Mike Neal pushed through the pain. For two straight seasons, playing with a bilateral sports hernia, the Green Bay Packers outside linebacker never missed a game.
But, Neal said, he never felt healthy.
Exhaustive treatment failed to prevent his hernia from being a problem. The pain lingered, affecting him during the season. Finally, he had enough.
Neal said he had surgery this offseason, one he expects to finally heal an injury that's been difficult to shake.
"Hopefully," Neal said, "put the nail in the coffin, man. It's annoying. This isn't the first time I've dealt with it. This isn't the first time I've had it fixed.
"It was something I was able to push through. I was able to play. Coming back into camp the last three years, I've dealt with the same thing."
Neal practiced Monday for the first time since training camp opened last month. He was limited, but for an outside linebacker position thinned with injuries, his return was a positive sign.
It was the third straight year Neal's preseason started with a stint on the physically unable to perform list, allowing him more time to rest — and heal — his body. Neal would've preferred to practice from the start of camp, he said. He felt healthy, but the Packers' medical staff was determined to be cautious.
No, Neal said, he doesn't expect the lost reps to be detrimental. He gave no indication of how much he'll play Thursday when the Packers open their preseason at the New England Patriots — "that's above my pay grade," he said — but made it clear he'll be ready for the regular season.
"I mean, how many times do we write the story about Mike Neal every offseason?" Neal said. "I made it the last two years 16 games, and I think that I played well. So I don't think it'll be any different this year.
"Preseason football means nothing. I'm not going to make any money, or our team is not going to get any better. Any situation you have is not going to make any difference. I just need to be ready for Week 1."
Finally healthy, Neal could boost arguably the deepest position on the defense. While the hernia didn't limit his snaps the past two years — he had 746 in 2013, 654 in 2014 — it did provide a significant obstacle as he transitioned to a new position.
Initially, Neal said, he didn't expect to play full-time outside linebacker. The former second-round pick arrived in the NFL five years ago as a 300-pound defensive tackle. He was a three-technique at Purdue, mixing it up in the trenches.
That changed in 2013 when coaches told him they'd "sprinkle" him in at outside linebacker. As the season went on, injuries decimated the position. Neal played so well with increased snaps on the edge, the Packers moved him there full time before the 2014 season.
"They were like, 'You looked good at that. How would you feel about playing there on a more consistent basis?' " Neal said. "I felt confident, and that's when the progress started, my second year getting back to the position. I was like, 'I don't want to be 285, 275 (pounds) and play outside linebacker.' So the transition pretty much started there."

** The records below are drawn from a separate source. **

//! Ledger-backed wager server.
//!
//! The house owns the balance ledger and every open round. A bet debits the stake, opens a round
//! whose outcome is derived from a committed reveal, and hands the client an authorization. The
//! authorization is the only handle by which that round can be settled, and it is consumed once.

use arcade_execution::{compute_commit, derive_reveal, fairness, RoundEngine, Settled};
use arcade_types::{
    normalize_tx_id, BalancesResponse, DepositRequest, DepositResponse, GuessRequest, GuessResponse,
    PlaceBetRequest, PlaceBetResponse, ReportOutcomeRequest, ReportOutcomeResponse, Settlement,
    Token, Uuid, WagerHistoryQuery, WagerHistoryResponse, WagerRecord, WalletAddress,
    WithdrawalRequest, WithdrawalResponse, MAX_CHAIN_LENGTH, MAX_DESTINATION_LENGTH,
    MAX_TX_ID_LENGTH, MAX_WAGER_HISTORY_PAGE,
};
use rust_decimal::Decimal;
use std::time::{SystemTime, UNIX_EPOCH};
use tracing::{error, info, warn};

mod api;
pub use api::Api;

mod config;
pub use config::{
    HouseConfig, HouseSecret, DEFAULT_HTTP_BODY_LIMIT_BYTES, DEFAULT_HTTP_RATE_LIMIT_BURST,
    DEFAULT_HTTP_RATE_LIMIT_PER_SECOND, DEFAULT_MAX_BET, DEFAULT_MIN_BET,
    DEFAULT_PERSISTENCE_BUFFER, DEFAULT_ROUND_TTL_SECS, DEFAULT_WAGER_HISTORY_LIMIT,
    HOUSE_SECRET_LEN,
};
mod deposits;
use deposits::{DepositBook, NewDeposit};
mod error;
pub use error::HouseError;
pub mod ledger;
use ledger::{DebitOutcome, Ledger};
mod metrics;
pub use metrics::{
    HouseMetricsSnapshot, HttpMetrics, HttpMetricsSnapshot, WagerMetrics, WagerMetricsSnapshot,
};
mod persistence;
pub use persistence::{HousePersistence, PersistRequest, PersistStatus, Restored};
mod rounds;
use rounds::{OpenRound, RoundBook, RoundClaim};
mod wagers;
use wagers::WagerLog;
mod withdrawals;
use withdrawals::WithdrawalQueue;

pub(crate) fn now_ms() -> u64 {
    SystemTime::now()
        .duration_since(UNIX_EPOCH)
        .map(|elapsed| elapsed.as_millis() as u64)
        .unwrap_or_default()
}

pub struct House {
    pub config: HouseConfig,
    ledger: Ledger,
    deposits: DepositBook,
    withdrawals: WithdrawalQueue,
    wagers: WagerLog,
    rounds: RoundBook,
    persistence: Option<HousePersistence>,
    wager_metrics: WagerMetrics,
    http_metrics: HttpMetrics,
}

Neal said he's 258 pounds now, six heavier than last season's playing weight. He said shedding pounds came naturally. Still, his workouts were exhaustive. At times, Neal said, he'd lose 20 pounds in a two-week period.
The constant running led to his hernia.
"It's never easy," Neal said. "You ask guys to lose that much weight, and you run, and you run, and you run. It's a whole different position. It's a whole lot on your body. They know that, and they've been able to work with me really good. I haven't missed a game because of it."

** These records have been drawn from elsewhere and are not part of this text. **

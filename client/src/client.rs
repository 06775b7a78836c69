use crate::{Error, Result};
use arcade_types::{
    BalancesResponse, DepositRequest, DepositResponse, ErrorResponse, GuessRequest, GuessResponse,
    PlaceBetRequest, PlaceBetResponse, ReportOutcomeRequest, ReportOutcomeResponse,
    WagerHistoryResponse, WalletAddress, WithdrawalRequest, WithdrawalResponse,
};
use reqwest::Client as HttpClient;
use serde::{de::DeserializeOwned, Serialize};
use std::time::Duration;
use tokio::time::sleep;
use tracing::debug;
use url::Url;

/// Timeout for connections and requests
const TIMEOUT: Duration = Duration::from_secs(10);

/// Retry policy for transient HTTP failures.
#[derive(Clone, Copy, Debug, PartialEq, Eq)]
pub struct RetryPolicy {
    /// Total attempts per request (including the first attempt).
    pub max_attempts: usize,
    /// Initial backoff delay after the first retryable failure.
    pub initial_backoff: Duration,
    /// Maximum backoff delay between attempts.
    pub max_backoff: Duration,
    /// Whether non-idempotent requests (e.g., POST) may be retried.
    pub retry_non_idempotent: bool,
}

impl Default for RetryPolicy {
    fn default() -> Self {
        Self {
            max_attempts: 1,
            initial_backoff: Duration::from_millis(200),
            max_backoff: Duration::from_secs(2),
            retry_non_idempotent: false,
        }
    }
}

/// Wager protocol client
#[derive(Clone)]
pub struct Client {
    pub base_url: Url,
    pub http_client: HttpClient,

    retry_policy: RetryPolicy,
}

impl Client {
    /// Create a new client
    pub fn new(base_url: &str) -> Result<Self> {
        Self::with_timeout(base_url, TIMEOUT)
    }

    /// Create a client whose requests give up after `timeout`.
    pub fn with_timeout(base_url: &str, timeout: Duration) -> Result<Self> {
        let base_url = Url::parse(base_url)?;
        match base_url.scheme() {
            "http" | "https" => {}
            scheme => return Err(Error::InvalidScheme(scheme.to_string())),
        }

        let http_client = HttpClient::builder()
            .timeout(timeout)
            .pool_max_idle_per_host(100)
            .pool_idle_timeout(Duration::from_secs(60))
            .tcp_keepalive(Duration::from_secs(30))
            .build()?;

        Ok(Self {
            base_url,
            http_client,
            retry_policy: RetryPolicy::default(),
        })
    }

    /// Returns a copy of the current retry policy.
    pub fn retry_policy(&self) -> RetryPolicy {
        self.retry_policy
    }

    /// Sets the retry policy for subsequent HTTP requests.
    pub fn set_retry_policy(&mut self, retry_policy: RetryPolicy) {
        self.retry_policy = retry_policy;
    }

    /// Returns a new client with the provided retry policy.
    pub fn with_retry_policy(mut self, retry_policy: RetryPolicy) -> Self {
        self.retry_policy = retry_policy;
        self
    }

    /// Liveness of the house.
    pub async fn healthz(&self) -> Result<bool> {
        let url = self.base_url.join("healthz")?;
        let response = self.get_with_retry(url).await?;
        Ok(response.status().is_success())
    }

    /// Every balance held by `wallet`.
    pub async fn balances(&self, wallet: &WalletAddress) -> Result<BalancesResponse> {
        let mut url = self.base_url.join("balance")?;
        url.query_pairs_mut().append_pair("wallet", wallet.as_str());
        self.get_json(url).await
    }

    /// Debit a stake and open a round.
    pub async fn place_bet(&self, request: &PlaceBetRequest) -> Result<PlaceBetResponse> {
        self.post_json("bet", request).await
    }

    /// Draw the next card of an open card streak.
    pub async fn guess(&self, request: &GuessRequest) -> Result<GuessResponse> {
        self.post_json("guess", request).await
    }

    /// Report the outcome of a round and receive its settlement.
    pub async fn report_outcome(
        &self,
        request: &ReportOutcomeRequest,
    ) -> Result<ReportOutcomeResponse> {
        self.post_json("win", request).await
    }

    pub async fn record_deposit(&self, request: &DepositRequest) -> Result<DepositResponse> {
        self.post_json("deposit", request).await
    }

    pub async fn request_withdrawal(
        &self,
        request: &WithdrawalRequest,
    ) -> Result<WithdrawalResponse> {
        self.post_json("withdraw", request).await
    }

    /// Settled wagers for `wallet`, newest first.
    pub async fn wager_history(
        &self,
        wallet: &WalletAddress,
        limit: Option<usize>,
    ) -> Result<WagerHistoryResponse> {
        let mut url = self.base_url.join("wagers")?;
        {
            let mut query = url.query_pairs_mut();
            query.append_pair("wallet", wallet.as_str());
            if let Some(limit) = limit {
                query.append_pair("limit", &limit.to_string());
            }
        }
        self.get_json(url).await
    }

    async fn get_json<T: DeserializeOwned>(&self, url: Url) -> Result<T> {
        let response = self.get_with_retry(url).await?;
        decode(response).await
    }

    async fn post_json<B: Serialize, T: DeserializeOwned>(
        &self,
        path: &str,
        body: &B,
    ) -> Result<T> {
        let url = self.base_url.join(path)?;
        debug!("Posting to {}", url);
        let response = self
            .send_with_retry(reqwest::Method::POST, || {
                self.http_client.post(url.clone()).json(body)
            })
            .await?;
        decode(response).await
    }

    async fn get_with_retry(&self, url: Url) -> Result<reqwest::Response> {
        self.send_with_retry(reqwest::Method::GET, || self.http_client.get(url.clone()))
            .await
    }

    async fn send_with_retry(
        &self,
        method: reqwest::Method,
        make_request: impl Fn() -> reqwest::RequestBuilder,
    ) -> Result<reqwest::Response> {
        let max_attempts =
            if method == reqwest::Method::GET || self.retry_policy.retry_non_idempotent {
                self.retry_policy.max_attempts.max(1)
            } else {
                1
            };

        let mut attempt = 0usize;
        let mut backoff = self.retry_policy.initial_backoff;
        loop {
            attempt += 1;
            let result = make_request().send().await;
            match result {
                Ok(response) => {
                    let status = response.status();
                    if !is_retryable_status(status) || attempt >= max_attempts {
                        return Ok(response);
                    }
                }
                Err(err) => {
                    if attempt >= max_attempts || !is_retryable_error(&err) {
                        return Err(Error::Reqwest(err));
                    }
                }
            }

            if backoff > Duration::ZERO {
                sleep(backoff).await;
                backoff = std::cmp::min(backoff.saturating_mul(2), self.retry_policy.max_backoff);
            }
        }
    }
}

async fn decode<T: DeserializeOwned>(response: reqwest::Response) -> Result<T> {
    let status = response.status();
    if status.is_success() {
        let body = response.bytes().await?;
        return serde_json::from_slice(&body).map_err(|_| Error::UnexpectedResponse);
    }
    let body = response.text().await.unwrap_or_default();
    match serde_json::from_str::<ErrorResponse>(&body) {
        Ok(error) => Err(Error::Rejected {
            status,
            message: error.error,
        }),
        Err(_) if body.is_empty() => Err(Error::Failed(status)),
        Err(_) => Err(Error::FailedWithBody { status, body }),
    }
}

fn is_retryable_status(status: reqwest::StatusCode) -> bool {
    use reqwest::StatusCode;
    matches!(
        status,
        StatusCode::REQUEST_TIMEOUT
            | StatusCode::TOO_MANY_REQUESTS
            | StatusCode::INTERNAL_SERVER_ERROR
            | StatusCode::BAD_GATEWAY
            | StatusCode::SERVICE_UNAVAILABLE
            | StatusCode::GATEWAY_TIMEOUT
    )
}

fn is_retryable_error(err: &reqwest::Error) -> bool {
    err.is_connect() || err.is_timeout()
}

Neal has played well in his new role. His 91/2 sacks the past two seasons rank third on the Packers' defense, behind linebacker Clay Matthews and defensive end Mike Daniels. It was Neal's third-down sack that clinched the Packers' home win against the Patriots last season, arguably their most impressive victory.

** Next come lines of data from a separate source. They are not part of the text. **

pub mod adapter;
pub mod client;

pub use adapter::{AdapterEvent, WagerAdapter, DEFAULT_CALL_TIMEOUT};
pub use client::Client;
pub use client::RetryPolicy;
use arcade_execution::GameError;
use arcade_types::{GameKind, ERROR_DEPOSIT_ALREADY_RECORDED, ERROR_INSUFFICIENT_BALANCE};
use thiserror::Error;

/// Error type for client operations.
#[derive(Error, Debug)]
pub enum Error {
    #[error("reqwest error: {0}")]
    Reqwest(#[from] reqwest::Error),
    #[error("failed: {0}")]
    Failed(reqwest::StatusCode),
    #[error("failed: {status}: {body}")]
    FailedWithBody {
        status: reqwest::StatusCode,
        body: String,
    },
    /// The house answered with an `{error}` body.
    #[error("rejected: {status}: {message}")]
    Rejected {
        status: reqwest::StatusCode,
        message: String,
    },
    #[error("request timed out")]
    Timeout,
    #[error("game error: {0}")]
    Game(#[from] GameError),
    #[error("game not open: {0}")]
    NotOpen(GameKind),
    #[error("unexpected response")]
    UnexpectedResponse,
    #[error("URL parse error: {0}")]
    Url(#[from] url::ParseError),
    #[error("invalid URL scheme: {0} (expected http or https)")]
    InvalidScheme(String),
}

impl Error {
    pub fn is_insufficient_balance(&self) -> bool {
        matches!(self, Error::Rejected { message, .. } if message == ERROR_INSUFFICIENT_BALANCE)
    }

    pub fn is_duplicate_deposit(&self) -> bool {
        matches!(self, Error::Rejected { message, .. } if message == ERROR_DEPOSIT_ALREADY_RECORDED)
    }

    /// Whether the house definitely turned the request down. Anything else, including a bare
    /// 5xx from a proxy in front of it, leaves the fate of a write unknown.
    pub fn is_rejection(&self) -> bool {
        match self {
            Error::Rejected { .. } => true,
            Error::Failed(status) | Error::FailedWithBody { status, .. } => {
                status.is_client_error()
            }
            _ => false,
        }
    }
}

/// Result type for client operations.
pub type Result<T> = std::result::Result<T, Error>;

#[cfg(test)]
mod tests {
    use super::*;
    use reqwest::StatusCode;

    #[test]
    fn test_only_house_answers_are_rejections() {
        assert!(Error::Rejected {
            status: StatusCode::PAYMENT_REQUIRED,
            message: ERROR_INSUFFICIENT_BALANCE.to_string(),
        }
        .is_rejection());
        assert!(Error::Failed(StatusCode::UNPROCESSABLE_ENTITY).is_rejection());

        // A gateway may have forwarded the request before giving up
        assert!(!Error::Failed(StatusCode::GATEWAY_TIMEOUT).is_rejection());
        assert!(!Error::FailedWithBody {
            status: StatusCode::BAD_GATEWAY,
            body: "upstream connect error".to_string(),
        }
        .is_rejection());
        assert!(!Error::Timeout.is_rejection());
        assert!(!Error::UnexpectedResponse.is_rejection());
    }
}

#[cfg(test)]
pub(crate) mod test_server {
    use arcade_house::{Api, House, HouseConfig};
    use std::{net::SocketAddr, sync::Arc};
    use tokio::time::{sleep, Duration};

    pub struct TestServer {
        pub house: Arc<House>,
        pub base_url: String,
        server_handle: tokio::task::JoinHandle<()>,
    }

    impl TestServer {
        pub async fn start(config: HouseConfig) -> Self {
            let house = Arc::new(House::new(HouseConfig {
                allow_no_origin: true,
                http_rate_limit_per_second: None,
                http_rate_limit_burst: None,
                ..config
            }));
            let api = Api::new(house.clone());

            // Start server on random port
            let addr = SocketAddr::from(([127, 0, 0, 1], 0));
            let router = api.router();
            let listener = tokio::net::TcpListener::bind(addr).await.unwrap();
            let actual_addr = listener.local_addr().unwrap();
            let base_url = format!("http://{actual_addr}");

            let server_handle = tokio::spawn(async move {
                axum::serve(
                    listener,
                    router.into_make_service_with_connect_info::<SocketAddr>(),
                )
                .await
                .unwrap();
            });

            // Give server time to start
            sleep(Duration::from_millis(50)).await;

            Self {
                house,
                base_url,
                server_handle,
            }
        }
    }

    impl Drop for TestServer {
        fn drop(&mut self) {
            self.server_handle.abort();
        }
    }
}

With constant production, not everyone inside the locker room knew Neal was injured. Fellow outside linebacker Jayrone Elliott — a rookie last season — said he had no idea.
"He seemed like he was handling everything well," Elliott said. "He came every day, went to work and still helped the young guys out like Clay and (Julius Peppers) does. Nick (Perry) was handling a lot too as far as injuries.
"They do a good job of hiding it, whatever they're going through. I look up to them for that."
Now that the transformation is complete — and the injury is in his past — Neal said he expects the offseason work to be worth it.
There are more demands placed on an outside linebacker. No longer in the trenches, Neal is doing more than absorbing blockers. He said his leaner body helps in pass coverage, but that's not where he excels.
Neal expects to be more explosive rushing the passer, strengthening what he does best. With Matthews playing inside linebacker this season, the Packers could use all the edge rush they can get.
"I want to be able to pick up speed coming off the edge," Neal said, "and being lighter just allows you to be able to move a little bit better. So I just wanted to be able to move around a little better. By losing the weight, it's definitely helped.
"The biggest thing for them is to see 16 games, to be able to do that for a third season in a row. This is the best I've felt dealing with any issue that I've had. I'm just hoping to stack that up."